Fig 6. Trappc9 deficient mice show a parent-of-origin-dependent obesity phenotype.

(A-E) Female Trappc9 ^-/- mice (-/-, n = 8, age = 16 weeks) showed increased body weight (A), increased lean mass and fat mass (B), glucose intolerance (C), increase blood insulin levels (D) and levels of triacylglycerol (TAG), cholesterol (Chol), lipoproteins (HDL & LDL), non-essential fatty acids (Nefac), and glycerol (E), contrasting to wild-type controls (+/+, n = 25–28, 16-week old).
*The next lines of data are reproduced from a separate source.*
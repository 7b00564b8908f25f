//! Widget configuration model.
//!
//! A [`Widget`] binds one JSON endpoint, an ordered list of
//! [`FieldMapping`]s, and a presentation type. The serialized form uses
//! camelCase keys so collections written by earlier builds of the
//! dashboard load unchanged.

use std::collections::BTreeMap;

use serde::{Deserialize, Serialize};

use crate::error::CoreError;
use crate::types::{EpochMillis, WidgetId};

// ---------------------------------------------------------------------------
// Constants
// ---------------------------------------------------------------------------

/// Refresh interval assigned by [`WidgetDraft::build`] when none is given.
pub const DEFAULT_REFRESH_INTERVAL_SECS: u64 = 60;

// ---------------------------------------------------------------------------
// Enums
// ---------------------------------------------------------------------------

/// Presentation type; decides which extractor shapes the payload.
#[derive(Debug, Clone, Copy, PartialEq, Eq, Hash, Serialize, Deserialize)]
#[serde(rename_all = "lowercase")]
pub enum WidgetType {
    Card,
    Table,
    Chart,
}

impl WidgetType {
    pub fn as_str(self) -> &'static str {
        match self {
            Self::Card => "card",
            Self::Table => "table",
            Self::Chart => "chart",
        }
    }
}

/// Optional display format applied to a mapped value.
#[derive(Debug, Clone, Copy, PartialEq, Eq, Serialize, Deserialize)]
#[serde(rename_all = "lowercase")]
pub enum FieldFormat {
    Currency,
    Percentage,
    Number,
}

// ---------------------------------------------------------------------------
// Model
// ---------------------------------------------------------------------------

/// Where and how often a widget fetches its data.
#[derive(Debug, Clone, PartialEq, Eq, Serialize, Deserialize)]
#[serde(rename_all = "camelCase")]
pub struct ApiConfig {
    /// Endpoint URL. An empty endpoint disables fetching for the widget.
    pub endpoint: String,
    /// Seconds between scheduled fetches. Always greater than zero.
    #[serde(rename = "refreshInterval")]
    pub refresh_interval_secs: u64,
    /// Extra query parameters appended to the endpoint.
    #[serde(default, skip_serializing_if = "Option::is_none")]
    pub params: Option<BTreeMap<String, String>>,
}

/// One labelled value selected out of an API response.
#[derive(Debug, Clone, PartialEq, Eq, Serialize, Deserialize)]
#[serde(rename_all = "camelCase")]
pub struct FieldMapping {
    pub label: String,
    /// Dotted path inside the response, e.g. `data.price`.
    pub json_path: String,
    #[serde(default, skip_serializing_if = "Option::is_none")]
    pub format: Option<FieldFormat>,
}

impl FieldMapping {
    pub fn new(label: impl Into<String>, json_path: impl Into<String>) -> Self {
        Self {
            label: label.into(),
            json_path: json_path.into(),
            format: None,
        }
    }

    pub fn with_format(mut self, format: FieldFormat) -> Self {
        self.format = Some(format);
        self
    }
}

#[derive(Debug, Clone, PartialEq, Eq, Serialize, Deserialize)]
#[serde(rename_all = "camelCase")]
pub struct DisplayConfig {
    pub title: String,
    #[serde(default, skip_serializing_if = "Option::is_none")]
    pub description: Option<String>,
}

/// A user-configured dashboard widget.
#[derive(Debug, Clone, PartialEq, Eq, Serialize, Deserialize)]
#[serde(rename_all = "camelCase")]
pub struct Widget {
    /// Assigned at creation, never changes.
    pub id: WidgetId,
    #[serde(rename = "type")]
    pub widget_type: WidgetType,
    pub api_config: ApiConfig,
    /// Order controls column/row order in the rendered output.
    pub field_mappings: Vec<FieldMapping>,
    pub display_config: DisplayConfig,
    /// Creation time in epoch milliseconds, never changes.
    pub created_at: EpochMillis,
}

/// Identity of a live data binding. Changing either half invalidates the
/// snapshot held for the old key.
#[derive(Debug, Clone, PartialEq, Eq, Hash)]
pub struct BindingKey {
    pub widget_id: WidgetId,
    pub endpoint: String,
}

impl Widget {
    /// `false` only when the endpoint is empty; such widgets never fetch.
    /// A whitespace-only endpoint is enabled and fails as an invalid URL.
    pub fn is_enabled(&self) -> bool {
        !self.api_config.endpoint.is_empty()
    }

    pub fn binding_key(&self) -> BindingKey {
        BindingKey {
            widget_id: self.id.clone(),
            endpoint: self.api_config.endpoint.clone(),
        }
    }

    pub fn refresh_interval(&self) -> std::time::Duration {
        std::time::Duration::from_secs(self.api_config.refresh_interval_secs)
    }

    /// `true` when `other` can keep this widget's live binding: same key and
    /// same cadence. Title, description, and mapping edits don't restart it.
    pub fn shares_binding_with(&self, other: &Widget) -> bool {
        self.binding_key() == other.binding_key()
            && self.api_config.refresh_interval_secs == other.api_config.refresh_interval_secs
            && self.api_config.params == other.api_config.params
    }
}

// ---------------------------------------------------------------------------
// Validation
// ---------------------------------------------------------------------------

/// Check the invariants a committed widget must satisfy.
///
/// The endpoint is allowed to be empty (the widget is simply disabled).
pub fn validate_widget(widget: &Widget) -> Result<(), CoreError> {
    if widget.id.trim().is_empty() {
        return Err(CoreError::Validation("Widget id must not be empty".to_string()));
    }
    if widget.display_config.title.trim().is_empty() {
        return Err(CoreError::Validation(
            "Widget title must not be empty".to_string(),
        ));
    }
    if widget.api_config.refresh_interval_secs == 0 {
        return Err(CoreError::Validation(
            "Refresh interval must be greater than zero".to_string(),
        ));
    }
    if widget.field_mappings.is_empty() {
        return Err(CoreError::Validation(
            "Widget must have at least one field mapping".to_string(),
        ));
    }
    if let Some(pos) = widget
        .field_mappings
        .iter()
        .position(|m| m.json_path.is_empty())
    {
        return Err(CoreError::Validation(format!(
            "Field mapping {pos} has an empty JSON path"
        )));
    }
    Ok(())
}

// ---------------------------------------------------------------------------
// Draft / builder
// ---------------------------------------------------------------------------

/// Widget under construction, before it has an id.
///
/// Mappings may be empty while the user is still picking fields;
/// [`build`](Self::build) refuses to commit until at least one is present.
#[derive(Debug, Clone)]
pub struct WidgetDraft {
    pub title: String,
    pub widget_type: WidgetType,
    pub endpoint: String,
    pub refresh_interval_secs: Option<u64>,
    pub params: Option<BTreeMap<String, String>>,
    pub field_mappings: Vec<FieldMapping>,
    pub description: Option<String>,
}

impl WidgetDraft {
    pub fn new(title: impl Into<String>, widget_type: WidgetType) -> Self {
        Self {
            title: title.into(),
            widget_type,
            endpoint: String::new(),
            refresh_interval_secs: None,
            params: None,
            field_mappings: Vec::new(),
            description: None,
        }
    }

    pub fn endpoint(mut self, endpoint: impl Into<String>) -> Self {
        self.endpoint = endpoint.into();
        self
    }

    pub fn refresh_interval_secs(mut self, secs: u64) -> Self {
        self.refresh_interval_secs = Some(secs);
        self
    }

    pub fn param(mut self, key: impl Into<String>, value: impl Into<String>) -> Self {
        self.params
            .get_or_insert_with(BTreeMap::new)
            .insert(key.into(), value.into());
        self
    }

    pub fn description(mut self, description: impl Into<String>) -> Self {
        self.description = Some(description.into());
        self
    }

    /// Add a field picked from the explorer. Mappings keep insertion order.
    pub fn field(mut self, mapping: FieldMapping) -> Self {
        self.field_mappings.push(mapping);
        self
    }

    /// Assign an id and creation time, then validate.
    pub fn build(self) -> Result<Widget, CoreError> {
        let widget = Widget {
            id: uuid::Uuid::new_v4().to_string(),
            widget_type: self.widget_type,
            api_config: ApiConfig {
                endpoint: self.endpoint.trim().to_string(),
                refresh_interval_secs: self
                    .refresh_interval_secs
                    .unwrap_or(DEFAULT_REFRESH_INTERVAL_SECS),
                params: self.params,
            },
            field_mappings: self.field_mappings,
            display_config: DisplayConfig {
                title: self.title.trim().to_string(),
                description: self.description,
            },
            created_at: chrono::Utc::now().timestamp_millis(),
        };
        validate_widget(&widget)?;
        Ok(widget)
    }
}

// ---------------------------------------------------------------------------
// Tests
// ---------------------------------------------------------------------------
Statistical methods for A, B and E: two-tailed unpaired t-test; for C: two-way ANOVA with Sidak’s test; for D: two-tailed Mann-Whitney test. (F-G) Homozygous (-/-) and heterozygous Trappc9 knockout mice lacking the maternal-allele (m-/p+) show an increase in body weight in both sexes, whereas heterozygous knockout mice lacking the paternal-allele (m+/p-) have a body weight similar to that of wild-type mice (+/+).Females (F, +/+, n = 26–30; m+/p-, n = 9–15; m-/p+, n = 9–13; -/-, n = 9–13), males (G, +/+, n = 23–28; m+/p-, n = 10–13; m-/p+, n = 8–9; -/-, n = 11–14). One-way ANOVA with Dunnet’s post hoc test was used to test the body weight difference between genotypes at each age, and two-way ANOVA with repeat measurement was used to test the difference between growth curves. *p<0.05, **p<0.01, ***p<0.001, ****p<0.0001.